Railway in South Staffordshire, England (1901-1930)

The Kinver Light Railway operated a passenger and freight tramway service between Amblecote and Kinver, in South Staffordshire, between 1901 and 1930.

==History==

The Kinver Light Railway was a subsidiary of British Electric Traction. They acquired the Dudley and Stourbridge Steam Tramways Company in April 1898 and applied to the Light Railway Commissioners (in preference to the Tramways Act 1870 (33 & 34 Vict. c. 78)) for permission to build a tramway from Amblecote to Kinver. The proposal was given the go ahead in the Kinver Light Railway Order 1898 on 7 March 1899.

The tramway was a single track of gauge with passing places. The route ran hourly and half-hourly from outside the Fish Inn at Amblecote where it had a connection with the Dudley, Stourbridge and District Electric Traction Company tracks. After passing through Wollaston and Stourton, it arrived in Kinver. From Amblecote to Wollaston Ridge it ran on the streets using conventional grooved rail. From there the line used Vignoles rail (non-grooved bullhead rail). The use of Vignoles rail in conjunction with the tramway's tight curves led to the Board of Trade Inspector imposing a 10 mph speed limit and recommending the use of single-deck tram cars only, while the lack of signalling at passing loops prevented operation at night.
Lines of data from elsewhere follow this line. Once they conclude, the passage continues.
//! HTTP probe strategy.

use async_trait::async_trait;
use serde_json::{json, Value};
use std::sync::Arc;
use std::time::{Duration, Instant};

use super::{config_timeout, Collector, CollectorOutput, ProbeConnection, ProbeError, ProbeStrategy};

const DEFAULT_TIMEOUT: Duration = Duration::from_secs(10);

/// Longest body prefix kept in a result, in bytes.
const BODY_PREVIEW_BYTES: usize = 1024;

/// Reaches a system over HTTP(S). Config: `{ "url": ..., "timeoutMs"?: ... }`.
pub struct HttpStrategy;

#[async_trait]
impl ProbeStrategy for HttpStrategy {
    fn id(&self) -> &str {
        "http"
    }

    async fn create_connection(&self, config: &Value) -> Result<Arc<dyn ProbeConnection>, ProbeError> {
        let address = config
            .get("url")
            .and_then(Value::as_str)
            .ok_or_else(|| ProbeError::Config("http probe requires a url".to_string()))?;
        let base_url = normalize_url(address);
        let timeout = config_timeout(config, DEFAULT_TIMEOUT);

        let client = reqwest::Client::builder()
            .timeout(timeout)
            .build()
            .map_err(|e| ProbeError::Network(e.to_string()))?;

        Ok(Arc::new(HttpConnection {
            client,
            base_url,
            timeout,
        }))
    }
}

fn normalize_url(address: &str) -> String {
    let url = if address.starts_with("http://") || address.starts_with("https://") {
        address.to_string()
    } else {
        format!("http://{}", address)
    };
    url.trim_end_matches('/').to_string()
}

/// A reusable client bound to one base URL.
pub struct HttpConnection {
    client: reqwest::Client,
    base_url: String,
    timeout: Duration,
}

#[async_trait]
impl ProbeConnection for HttpConnection {
    /// Request: `{ "method"?: "GET", "path"?: "/" }`.
    async fn invoke(&self, request: &Value) -> Result<Value, ProbeError> {
        let method = request
            .get("method")
            .and_then(Value::as_str)
            .unwrap_or("GET")
            .to_uppercase();
        let method = reqwest::Method::from_bytes(method.as_bytes())
            .map_err(|e| ProbeError::Config(e.to_string()))?;
        let path = request.get("path").and_then(Value::as_str).unwrap_or("");
        let url = if path.is_empty() || path.starts_with('/') {
            format!("{}{}", self.base_url, path)
        } else {
            format!("{}/{}", self.base_url, path)
        };

        let start = Instant::now();

        let response = self
            .client
            .request(method, url.as_str())
            .send()
            .await
            .map_err(|e| {
                if e.is_timeout() {
                    ProbeError::Timeout(self.timeout)
                } else {
                    ProbeError::Network(e.to_string())
                }
            })?;

        let status = response.status().as_u16();

        // Read the full body to measure complete transfer time.
        let body = response
            .bytes()
            .await
            .map_err(|e| ProbeError::Network(e.to_string()))?;

        let latency_ms = start.elapsed().as_secs_f64() * 1000.0;
        let preview_len = body.len().min(BODY_PREVIEW_BYTES);
        let preview = String::from_utf8_lossy(&body[..preview_len]).into_owned();

        Ok(json!({
            "url": url,
            "statusCode": status,
            "latencyMs": latency_ms,
            "bodyLength": body.len(),
            "body": preview,
        }))
    }

    async fn close(&self) {}
}

/// Issues one request and reports status code, latency and body.
pub struct HttpRequestCollector;

#[async_trait]
impl Collector for HttpRequestCollector {
    fn id(&self) -> &str {
        "http.request"
    }

    async fn execute(&self, config: &Value, connection: &dyn ProbeConnection) -> CollectorOutput {
        match connection.invoke(config).await {
            Ok(result) => CollectorOutput::ok(result),
            Err(e) => CollectorOutput::failed(e.to_string()),
        }
    }
}
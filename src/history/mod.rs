//! Tiered history: raw runs, hourly rows and daily rows combined into one
//! timeline at query time.
//!
//! Every source is first normalized into [`Bucket`]s. Buckets of different
//! tiers never blend: where spans overlap, the more precise tier wins.

mod merger;
mod reader;

pub use merger::*;
pub use reader::*;

use chrono::{DateTime, Utc};
use serde::Serialize;
use std::fmt;

use crate::aggregation::{merge_aggregated_results, AggregatedResult};
use crate::db::{AggregateRow, AggregateTier, Run};
use crate::health::HealthStatus;

/// Origin of a bucket. Declaration order is precision order, most precise first.
#[derive(Debug, Clone, Copy, PartialEq, Eq, PartialOrd, Ord, Hash, Serialize)]
#[serde(rename_all = "lowercase")]
pub enum SourceTier {
    Raw,
    Hourly,
    Daily,
}

impl From<AggregateTier> for SourceTier {
    fn from(tier: AggregateTier) -> Self {
        match tier {
            AggregateTier::Hourly => SourceTier::Hourly,
            AggregateTier::Daily => SourceTier::Daily,
        }
    }
}

impl fmt::Display for SourceTier {
    fn fmt(&self, f: &mut fmt::Formatter<'_>) -> fmt::Result {
        f.write_str(match self {
            SourceTier::Raw => "raw",
            SourceTier::Hourly => "hourly",
            SourceTier::Daily => "daily",
        })
    }
}

/// Aggregate of run outcomes over `[bucket_start, bucket_end)`.
///
/// `healthy_count + degraded_count + unhealthy_count == run_count` always holds.
#[derive(Debug, Clone, PartialEq, Serialize)]
#[serde(rename_all = "camelCase")]
pub struct Bucket {
    pub bucket_start: DateTime<Utc>,
    pub bucket_end: DateTime<Utc>,
    pub run_count: u64,
    pub healthy_count: u64,
    pub degraded_count: u64,
    pub unhealthy_count: u64,
    pub latency_sum_ms: Option<f64>,
    pub min_latency_ms: Option<f64>,
    pub max_latency_ms: Option<f64>,
    pub p95_latency_ms: Option<f64>,
    #[serde(skip_serializing_if = "Option::is_none")]
    pub aggregated_result: Option<AggregatedResult>,
    pub source_tier: SourceTier,
    /// Individual latencies, kept only for raw buckets so percentiles stay exact.
    #[serde(skip)]
    pub latencies_ms: Vec<f64>,
}

impl Bucket {
    pub fn empty(start: DateTime<Utc>, end: DateTime<Utc>, tier: SourceTier) -> Self {
        Self {
            bucket_start: start,
            bucket_end: end,
            run_count: 0,
            healthy_count: 0,
            degraded_count: 0,
            unhealthy_count: 0,
            latency_sum_ms: None,
            min_latency_ms: None,
            max_latency_ms: None,
            p95_latency_ms: None,
            aggregated_result: None,
            source_tier: tier,
            latencies_ms: Vec::new(),
        }
    }

    /// Normalize a stored hourly or daily row.
    pub fn from_aggregate(row: &AggregateRow) -> Self {
        Self {
            bucket_start: row.bucket_start,
            bucket_end: row.bucket_start + row.tier.duration(),
            run_count: row.run_count,
            healthy_count: row.healthy_count,
            degraded_count: row.degraded_count,
            unhealthy_count: row.unhealthy_count,
            latency_sum_ms: row.latency_sum_ms,
            min_latency_ms: row.min_latency_ms,
            max_latency_ms: row.max_latency_ms,
            p95_latency_ms: row.p95_latency_ms,
            aggregated_result: row.aggregated_result.clone(),
            source_tier: row.tier.into(),
            latencies_ms: Vec::new(),
        }
    }

    /// Fold one raw run into this bucket. `merge` is the strategy's result merger.
    pub fn observe_run<F>(&mut self, run: &Run, merge: &F)
    where
        F: Fn(Option<AggregatedResult>, &Run) -> AggregatedResult + ?Sized,
    {
        self.run_count += 1;
        match run.status {
            HealthStatus::Healthy => self.healthy_count += 1,
            HealthStatus::Degraded => self.degraded_count += 1,
            HealthStatus::Unhealthy => self.unhealthy_count += 1,
        }
        if let Some(latency) = run.latency_ms {
            self.latency_sum_ms = Some(self.latency_sum_ms.unwrap_or(0.0) + latency);
            self.min_latency_ms = Some(self.min_latency_ms.map_or(latency, |m| m.min(latency)));
            self.max_latency_ms = Some(self.max_latency_ms.map_or(latency, |m| m.max(latency)));
            self.latencies_ms.push(latency);
        }
        self.aggregated_result = Some(merge(self.aggregated_result.take(), run));
    }

    /// Add another bucket's counts, latency statistics and aggregated result.
    /// Percentiles are not touched; they cannot be combined this way.
    pub fn absorb(&mut self, other: &Bucket) {
        self.run_count += other.run_count;
        self.healthy_count += other.healthy_count;
        self.degraded_count += other.degraded_count;
        self.unhealthy_count += other.unhealthy_count;
        self.latency_sum_ms = add_options(self.latency_sum_ms, other.latency_sum_ms, |a, b| a + b);
        self.min_latency_ms = add_options(self.min_latency_ms, other.min_latency_ms, f64::min);
        self.max_latency_ms = add_options(self.max_latency_ms, other.max_latency_ms, f64::max);
        self.aggregated_result =
            merge_aggregated_results(self.aggregated_result.as_ref(), other.aggregated_result.as_ref());
        self.latencies_ms.extend_from_slice(&other.latencies_ms);
    }

    /// Set the exact p95 from the collected latencies.
    pub fn finish_raw(&mut self) {
        self.p95_latency_ms = nearest_rank_percentile(&self.latencies_ms, 95.0);
    }

    pub fn overlaps(&self, start: DateTime<Utc>, end: DateTime<Utc>) -> bool {
        self.bucket_start < end && start < self.bucket_end
    }
}

fn add_options(a: Option<f64>, b: Option<f64>, f: impl Fn(f64, f64) -> f64) -> Option<f64> {
    match (a, b) {
        (Some(x), Some(y)) => Some(f(x, y)),
        (x, None) => x,
        (None, y) => y,
    }
}

/// Nearest-rank percentile. `None` for an empty set.
pub fn nearest_rank_percentile(values: &[f64], percentile: f64) -> Option<f64> {
    if values.is_empty() {
        return None;
    }
    let mut sorted = values.to_vec();
    sorted.sort_by(f64::total_cmp);
    let rank = ((percentile / 100.0) * sorted.len() as f64).ceil() as usize;
    let index = rank.clamp(1, sorted.len()) - 1;
    Some(sorted[index])
}

/// Group raw runs into buckets of `interval_ms` aligned to `range_start`.
/// Runs must lie within the range; buckets come back in time order.
pub fn buckets_from_runs<F>(
    runs: &[Run],
    range_start: DateTime<Utc>,
    range_end: DateTime<Utc>,
    interval_ms: i64,
    merge: &F,
) -> Vec<Bucket>
where
    F: Fn(Option<AggregatedResult>, &Run) -> AggregatedResult + ?Sized,
{
    let interval_ms = interval_ms.max(1);
    let mut buckets: std::collections::BTreeMap<i64, Bucket> = std::collections::BTreeMap::new();

    for run in runs {
        if run.timestamp < range_start || run.timestamp >= range_end {
            continue;
        }
        let offset = (run.timestamp - range_start).num_milliseconds();
        let index = offset / interval_ms;
        let bucket = buckets.entry(index).or_insert_with(|| {
            let start = range_start + chrono::Duration::milliseconds(index * interval_ms);
            let end = (start + chrono::Duration::milliseconds(interval_ms)).min(range_end);
            Bucket::empty(start, end, SourceTier::Raw)
        });
        bucket.observe_run(run, merge);
    }

    buckets
        .into_values()
        .map(|mut b| {
            b.finish_raw();
            b
        })
        .collect()
}
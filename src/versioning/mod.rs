//! Versioned records and linear migration chains.
//!
//! Every persisted structure that may change shape is stored inside a
//! [`VersionedRecord`]. A [`VersionedSchema`] owns the chain of single-step
//! migrations that lifts old records to the current version. The chain is
//! validated once when the schema is built; parsing only walks it.

use chrono::{DateTime, Utc};
use serde::{de::DeserializeOwned, Deserialize, Serialize};
use serde_json::Value;
use std::fmt;
use std::sync::Arc;
use thiserror::Error;

/// Versioning error types.
#[derive(Error, Debug, Clone, PartialEq)]
pub enum VersionError {
    #[error("migration chain is empty but records below version {0} are expected")]
    EmptyChain(u32),
    #[error("migration step {from} -> {to} must advance exactly one version")]
    NonContiguousStep { from: u32, to: u32 },
    #[error("migration chain has a gap between version {after} and {next}")]
    Gap { after: u32, next: u32 },
    #[error("migration chain ends at version {ends_at}, expected {expected}")]
    WrongEnd { ends_at: u32, expected: u32 },
    #[error("record version {version} is older than the oldest migration (version {oldest})")]
    Unsupported { version: u32, oldest: u32 },
    #[error("record version {version} is newer than the current version {current}")]
    FromFuture { version: u32, current: u32 },
    #[error("migration {from} -> {to} failed: {reason}")]
    StepFailed { from: u32, to: u32, reason: String },
    #[error("invalid data for version {version}: {reason}")]
    InvalidData { version: u32, reason: String },
}

/// Envelope stored around every evolvable structure.
#[derive(Debug, Clone, PartialEq, Serialize, Deserialize)]
#[serde(rename_all = "camelCase")]
pub struct VersionedRecord {
    pub version: u32,
    pub data: Value,
    #[serde(default, skip_serializing_if = "Option::is_none")]
    pub migrated_at: Option<DateTime<Utc>>,
    #[serde(default, skip_serializing_if = "Option::is_none")]
    pub original_version: Option<u32>,
}

impl VersionedRecord {
    pub fn new(version: u32, data: Value) -> Self {
        Self {
            version,
            data,
            migrated_at: None,
            original_version: None,
        }
    }

    /// Wrap a serializable value at the given version.
    pub fn wrap<T: Serialize>(version: u32, value: &T) -> Result<Self, VersionError> {
        let data = serde_json::to_value(value).map_err(|e| VersionError::InvalidData {
            version,
            reason: e.to_string(),
        })?;
        Ok(Self::new(version, data))
    }
}

type MigrateFn = dyn Fn(Value) -> Result<Value, String> + Send + Sync;

/// One `from -> from + 1` transformation.
#[derive(Clone)]
pub struct MigrationStep {
    pub from_version: u32,
    pub to_version: u32,
    pub description: &'static str,
    migrate: Arc<MigrateFn>,
}

impl MigrationStep {
    pub fn new<F>(from_version: u32, to_version: u32, description: &'static str, migrate: F) -> Self
    where
        F: Fn(Value) -> Result<Value, String> + Send + Sync + 'static,
    {
        Self {
            from_version,
            to_version,
            description,
            migrate: Arc::new(migrate),
        }
    }
}

impl fmt::Debug for MigrationStep {
    fn fmt(&self, f: &mut fmt::Formatter<'_>) -> fmt::Result {
        f.debug_struct("MigrationStep")
            .field("from_version", &self.from_version)
            .field("to_version", &self.to_version)
            .field("description", &self.description)
            .finish()
    }
}

/// A validated migration chain ending at `current_version`.
#[derive(Debug, Clone)]
pub struct VersionedSchema {
    current_version: u32,
    steps: Vec<MigrationStep>,
}

impl VersionedSchema {
    /// A schema with no history: only `current_version` records parse.
    pub fn current(current_version: u32) -> Self {
        Self {
            current_version,
            steps: Vec::new(),
        }
    }

    /// Build a schema, validating that the steps form one contiguous chain
    /// that ends exactly at `current_version`.
    pub fn new(current_version: u32, mut steps: Vec<MigrationStep>) -> Result<Self, VersionError> {
        steps.sort_by_key(|s| s.from_version);

        for step in &steps {
            if step.to_version != step.from_version + 1 {
                return Err(VersionError::NonContiguousStep {
                    from: step.from_version,
                    to: step.to_version,
                });
            }
        }
        for pair in steps.windows(2) {
            if pair[0].to_version != pair[1].from_version {
                return Err(VersionError::Gap {
                    after: pair[0].to_version,
                    next: pair[1].from_version,
                });
            }
        }
        if let Some(last) = steps.last() {
            if last.to_version != current_version {
                return Err(VersionError::WrongEnd {
                    ends_at: last.to_version,
                    expected: current_version,
                });
            }
        }

        Ok(Self {
            current_version,
            steps,
        })
    }

    pub fn current_version(&self) -> u32 {
        self.current_version
    }

    fn oldest_version(&self) -> u32 {
        self.steps
            .first()
            .map_or(self.current_version, |s| s.from_version)
    }

    /// Lift a record to the current version.
    ///
    /// Either every required step succeeds or the whole parse fails; no
    /// partially migrated data is returned.
    pub fn migrate(&self, record: VersionedRecord) -> Result<VersionedRecord, VersionError> {
        if record.version > self.current_version {
            return Err(VersionError::FromFuture {
                version: record.version,
                current: self.current_version,
            });
        }
        if record.version == self.current_version {
            return Ok(record);
        }
        if self.steps.is_empty() {
            return Err(VersionError::EmptyChain(self.current_version));
        }
        let oldest = self.oldest_version();
        if record.version < oldest {
            return Err(VersionError::Unsupported {
                version: record.version,
                oldest,
            });
        }

        let original_version = record.original_version.unwrap_or(record.version);
        let mut version = record.version;
        let mut data = record.data;
        for step in self.steps.iter().filter(|s| s.from_version >= record.version) {
            data = (step.migrate)(data).map_err(|reason| VersionError::StepFailed {
                from: step.from_version,
                to: step.to_version,
                reason,
            })?;
            version = step.to_version;
        }

        if version != self.current_version {
            return Err(VersionError::WrongEnd {
                ends_at: version,
                expected: self.current_version,
            });
        }

        Ok(VersionedRecord {
            version,
            data,
            migrated_at: Some(Utc::now()),
            original_version: Some(original_version),
        })
    }

    /// Migrate and deserialize the record's data.
    pub fn parse<T: DeserializeOwned>(&self, record: VersionedRecord) -> Result<T, VersionError> {
        let migrated = self.migrate(record)?;
        serde_json::from_value(migrated.data).map_err(|e| VersionError::InvalidData {
            version: migrated.version,
            reason: e.to_string(),
        })
    }

    /// Wrap a value at the current version.
    pub fn wrap<T: Serialize>(&self, value: &T) -> Result<VersionedRecord, VersionError> {
        VersionedRecord::wrap(self.current_version, value)
    }
}
//! HealthTrail - health-check scheduling, state evaluation and tiered history.

pub mod aggregation;
pub mod config;
pub mod db;
pub mod health;
pub mod history;
pub mod notify;
pub mod probe;
pub mod queue;
pub mod scheduler;
pub mod versioning;
pub mod web;
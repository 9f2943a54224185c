//! HealthTrail - Health Monitoring Service

use healthtrail::config::ServerConfig;
use healthtrail::db::Store;
use healthtrail::history::RetentionReader;
use healthtrail::notify::Notifier;
use healthtrail::probe::ProbeRegistry;
use healthtrail::queue::LocalQueue;
use healthtrail::scheduler::{
    HealthCheckExecutor, HealthCheckPayload, HealthCheckScheduler, RetentionManager, RollupManager,
};
use healthtrail::web::{AppState, Server};

use chrono::Duration as ChronoDuration;
use std::sync::Arc;
use tracing_subscriber::{layer::SubscriberExt, util::SubscriberInitExt};

#[tokio::main]
async fn main() -> Result<(), Box<dyn std::error::Error + Send + Sync>> {
    // Initialize logging
    tracing_subscriber::registry()
        .with(tracing_subscriber::fmt::layer())
        .with(tracing_subscriber::EnvFilter::from_default_env()
            .add_directive("healthtrail=info".parse()?))
        .init();

    let cfg = ServerConfig::load();
    tracing::info!("Starting HealthTrail on port {}...", cfg.http_port);
    tracing::info!("Using database at {}", cfg.db_path);

    let store = Arc::new(Store::new(&cfg.db_path)?);
    tracing::info!("Database initialized successfully");

    let registry = Arc::new(ProbeRegistry::with_builtins()?);
    let reader = Arc::new(RetentionReader::new(store.clone(), registry.clone()));
    let notifier = Arc::new(Notifier::new(store.clone(), cfg.webhook_url.clone()));

    let queue = Arc::new(LocalQueue::<HealthCheckPayload>::new());
    let scheduler = Arc::new(HealthCheckScheduler::new(store.clone(), queue.clone()));
    let executor = Arc::new(HealthCheckExecutor::new(
        store.clone(),
        registry.clone(),
        reader.clone(),
        notifier,
        cfg.execution_timeout,
    ));

    let report = scheduler
        .start(executor, &cfg.consumer_group, cfg.worker_concurrency)
        .await?;
    tracing::info!(
        "Scheduled {} health checks ({} failed, {} orphaned jobs removed)",
        report.scheduled,
        report.failed,
        report.orphans_removed
    );

    let grace = ChronoDuration::from_std(cfg.rollup_grace)?;
    let rollups = RollupManager::new(store.clone(), registry.clone(), cfg.rollup_interval, grace);
    rollups.start();
    let retention = RetentionManager::new(store.clone(), cfg.retention_interval);
    retention.start();

    let server = Server::new(AppState {
        config: cfg,
        store,
        registry,
        scheduler,
        reader,
    });
    server.start().await?;

    rollups.stop().await;
    retention.stop().await;
    queue.shutdown().await;

    Ok(())
}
Passenger services started on 4 April 1901. The fare was one penny for each of its four stages and a whole line fare of three pence. The company was taken over by the Dudley, Stourbridge and District Electric Traction Company in 1902 for the sum of £60,000. On 13 December 1902 a single track branch line was laid along Enville street to connect Wollaston to Stourbridge. A shuttle service was operated to the original line at Wollaston Junction, and by 1904 some cars ran through to The Ridge at the western end of the village. Although parcels had been carried on passenger services from the outset, goods trailer vehicles were attached behind service cars for freight from September 1903. The company made significant money from this operation. Substantial quantities of milk were carried, such that occasionally passenger vehicles were commandeered for freight use.

The Sheffield Photo Company produced a film in 1904 entitled A Ride on the Kinver Light Railway. It was directed by Frank Mottershaw, a pioneer film maker.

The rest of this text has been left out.